[Collected data entries]
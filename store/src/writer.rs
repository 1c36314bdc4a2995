use std::collections::{BTreeMap, BTreeSet, HashSet};

use scipstore_types::Document;
use sha2::{Digest, Sha256};
use sqlx::{QueryBuilder, Sqlite};
use tracing::{debug, trace};

use crate::error::StoreError;
use crate::lookup::{self, SegmentCache, SymbolLookup};
use crate::models::{StagedDocument, StagedOccurrence};
use crate::store::{Session, guarded};

const INSERT_BATCH_SIZE: usize = 1000;
const PAYLOAD_COMPRESSION_LEVEL: i32 = 3;

/// Stages the documents of one upload and writes them on [`ScipWriter::flush`].
///
/// Staging never touches the database. Each flush interns the symbol names
/// staged since the previous flush and writes dictionary, document,
/// occurrence and document-symbol rows inside the owning session.
pub struct ScipWriter<'s> {
    session: &'s mut Session,
    upload_id: i64,
    last_id: i64,
    staged: BTreeMap<String, StagedDocument>,
}

impl<'s> ScipWriter<'s> {
    pub(crate) async fn new(session: &'s mut Session, upload_id: i64) -> Result<Self, StoreError> {
        validate_upload_id(upload_id)?;

        let last_id: i64 = guarded(
            &session.cancel,
            "load last descriptor id",
            sqlx::query_scalar(
                "SELECT COALESCE(MAX(id), 0) FROM scip_symbols_lookup WHERE upload_id = ?",
            )
            .bind(upload_id)
            .fetch_one(&mut *session.tx),
        )
        .await?;

        Ok(Self {
            session,
            upload_id,
            last_id,
            staged: BTreeMap::new(),
        })
    }

    pub fn upload_id(&self) -> i64 {
        self.upload_id
    }

    /// Number of documents waiting for the next flush.
    pub fn staged_documents(&self) -> usize {
        self.staged.len()
    }

    /// Stages `document` under `path`, replacing anything staged for the same
    /// path since the last flush.
    pub fn insert_document(
        &mut self,
        path: impl Into<String>,
        document: Document,
    ) -> Result<(), StoreError> {
        let path = path.into();
        if path.trim().is_empty() {
            return Err(StoreError::Validation(format!(
                "upload {}: document path must not be empty",
                self.upload_id
            )));
        }

        let mut occurrences = Vec::with_capacity(document.occurrences.len());
        for occurrence in &document.occurrences {
            let Some(range) = occurrence.full_range() else {
                return Err(StoreError::Validation(format!(
                    "{path}: occurrence range must have 3 or 4 elements, got {:?}",
                    occurrence.range
                )));
            };
            if occurrence.symbol.is_empty() {
                trace!(path = %path, ?range, "skipping occurrence without symbol");
                continue;
            }
            occurrences.push(StagedOccurrence {
                range,
                symbol: occurrence.symbol.clone(),
                symbol_roles: occurrence.symbol_roles,
            });
        }

        let symbols = document
            .symbols
            .iter()
            .filter(|info| !info.symbol.is_empty())
            .map(|info| info.symbol.clone())
            .collect();

        let raw_payload = encode_payload(&document)?;
        let payload_hash = hex::encode(Sha256::digest(&raw_payload));

        let staged = StagedDocument {
            language: document.language,
            payload_hash,
            raw_payload,
            symbols,
            occurrences,
        };
        if self.staged.insert(path.clone(), staged).is_some() {
            trace!(upload_id = self.upload_id, path = %path, "replacing staged document");
        }

        Ok(())
    }

    /// Writes everything staged since the last flush and returns the number of
    /// distinct symbol names it resolved.
    ///
    /// After an error the writer must not be reused; the owning session is
    /// expected to roll back.
    pub async fn flush(&mut self) -> Result<u32, StoreError> {
        if self.staged.is_empty() {
            return Ok(0);
        }

        let staged = std::mem::take(&mut self.staged);
        let symbol_names: BTreeSet<&str> =
            staged.values().flat_map(StagedDocument::symbol_names).collect();

        let mut cache = SegmentCache::default();
        let last_id = &mut self.last_id;
        let lookup = lookup::build_symbol_lookup(symbol_names.iter().copied(), &mut cache, || {
            *last_id += 1;
            *last_id
        })?;

        let symbol_count = u32::try_from(lookup.symbol_count()).map_err(|_| {
            StoreError::Validation(format!(
                "upload {}: too many distinct symbols in one flush",
                self.upload_id
            ))
        })?;

        self.insert_descriptors(&lookup).await?;

        for (path, document) in &staged {
            let document_id = self.replace_document(path, document).await?;
            self.insert_occurrences(document_id, path, document, &lookup)
                .await?;
            self.insert_document_symbols(document_id, path, document, &lookup)
                .await?;
        }

        debug!(
            upload_id = self.upload_id,
            documents = staged.len(),
            symbols = symbol_count,
            descriptors = lookup.node_count(),
            "flushed SCIP data"
        );

        Ok(symbol_count)
    }

    async fn insert_descriptors(&mut self, lookup: &SymbolLookup) -> Result<(), StoreError> {
        for chunk in lookup.nodes().chunks(INSERT_BATCH_SIZE) {
            let mut qb = QueryBuilder::<Sqlite>::new(
                "INSERT INTO scip_symbols_lookup (upload_id, id, parent_id, segment_type, segment_quality, name) ",
            );
            qb.push_values(chunk, |mut b, node| {
                b.push_bind(self.upload_id)
                    .push_bind(node.id)
                    .push_bind(node.parent_id)
                    .push_bind(node.segment_type.as_str())
                    .push_bind(node.segment_quality.map(|quality| quality.as_str()))
                    .push_bind(node.name.as_str());
            });

            guarded(
                &self.session.cancel,
                "insert descriptors",
                qb.build().execute(&mut *self.session.tx),
            )
            .await?;
        }

        Ok(())
    }

    // Document identity is (upload, path): an earlier row for the same path is
    // removed together with its occurrences before the new one is written.
    async fn replace_document(
        &mut self,
        path: &str,
        document: &StagedDocument,
    ) -> Result<i64, StoreError> {
        let replaced = guarded(
            &self.session.cancel,
            "replace document",
            sqlx::query("DELETE FROM scip_documents WHERE upload_id = ? AND document_path = ?")
                .bind(self.upload_id)
                .bind(path)
                .execute(&mut *self.session.tx),
        )
        .await?
        .rows_affected();
        if replaced > 0 {
            debug!(upload_id = self.upload_id, path = %path, "replaced previously flushed document");
        }

        guarded(
            &self.session.cancel,
            "insert document",
            sqlx::query_scalar(
                "INSERT INTO scip_documents (upload_id, document_path, language, payload_hash, raw_payload) \
                 VALUES (?, ?, ?, ?, ?) \
                 RETURNING id",
            )
            .bind(self.upload_id)
            .bind(path)
            .bind(document.language.as_deref())
            .bind(document.payload_hash.as_str())
            .bind(document.raw_payload.as_slice())
            .fetch_one(&mut *self.session.tx),
        )
        .await
    }

    async fn insert_occurrences(
        &mut self,
        document_id: i64,
        path: &str,
        document: &StagedDocument,
        lookup: &SymbolLookup,
    ) -> Result<(), StoreError> {
        let mut rows = Vec::with_capacity(document.occurrences.len());
        for occurrence in &document.occurrences {
            rows.push((resolve(lookup, path, &occurrence.symbol)?, occurrence));
        }

        for chunk in rows.chunks(INSERT_BATCH_SIZE) {
            let mut qb = QueryBuilder::<Sqlite>::new(
                "INSERT INTO scip_occurrences \
                 (document_id, upload_id, symbol_id, start_line, start_character, end_line, end_character, symbol_roles) ",
            );
            qb.push_values(chunk, |mut b, (symbol_id, occurrence)| {
                let [start_line, start_character, end_line, end_character] = occurrence.range;
                b.push_bind(document_id)
                    .push_bind(self.upload_id)
                    .push_bind(*symbol_id)
                    .push_bind(start_line)
                    .push_bind(start_character)
                    .push_bind(end_line)
                    .push_bind(end_character)
                    .push_bind(occurrence.symbol_roles);
            });

            guarded(
                &self.session.cancel,
                "insert occurrences",
                qb.build().execute(&mut *self.session.tx),
            )
            .await?;
        }

        Ok(())
    }

    async fn insert_document_symbols(
        &mut self,
        document_id: i64,
        path: &str,
        document: &StagedDocument,
        lookup: &SymbolLookup,
    ) -> Result<(), StoreError> {
        let mut seen = HashSet::with_capacity(document.symbols.len());
        let mut symbol_ids = Vec::with_capacity(document.symbols.len());
        for symbol in &document.symbols {
            let symbol_id = resolve(lookup, path, symbol)?;
            if seen.insert(symbol_id) {
                symbol_ids.push(symbol_id);
            }
        }

        for chunk in symbol_ids.chunks(INSERT_BATCH_SIZE) {
            let mut qb = QueryBuilder::<Sqlite>::new(
                "INSERT INTO scip_document_symbols (document_id, upload_id, symbol_id) ",
            );
            qb.push_values(chunk, |mut b, symbol_id| {
                b.push_bind(document_id)
                    .push_bind(self.upload_id)
                    .push_bind(*symbol_id);
            });

            guarded(
                &self.session.cancel,
                "insert document symbols",
                qb.build().execute(&mut *self.session.tx),
            )
            .await?;
        }

        Ok(())
    }
}

fn resolve(lookup: &SymbolLookup, path: &str, symbol: &str) -> Result<i64, StoreError> {
    lookup.leaf_id(symbol).ok_or_else(|| {
        StoreError::Validation(format!("{path}: symbol {symbol:?} missing from dictionary"))
    })
}

pub(crate) fn validate_upload_id(upload_id: i64) -> Result<(), StoreError> {
    if upload_id <= 0 {
        return Err(StoreError::Validation(format!(
            "upload id must be positive, got {upload_id}"
        )));
    }
    Ok(())
}

pub(crate) fn encode_payload(document: &Document) -> Result<Vec<u8>, StoreError> {
    let json = serde_json::to_vec(document)?;
    Ok(zstd::stream::encode_all(json.as_slice(), PAYLOAD_COMPRESSION_LEVEL)?)
}

pub(crate) fn decode_payload(payload: &[u8]) -> Result<Document, StoreError> {
    let json = zstd::stream::decode_all(payload)?;
    Ok(serde_json::from_slice(&json)?)
}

__ACTION ITEM__:
Each line above that includes "seen" counts once; state the total and nothing more.

__OUTPUT OF THE TASK__:
2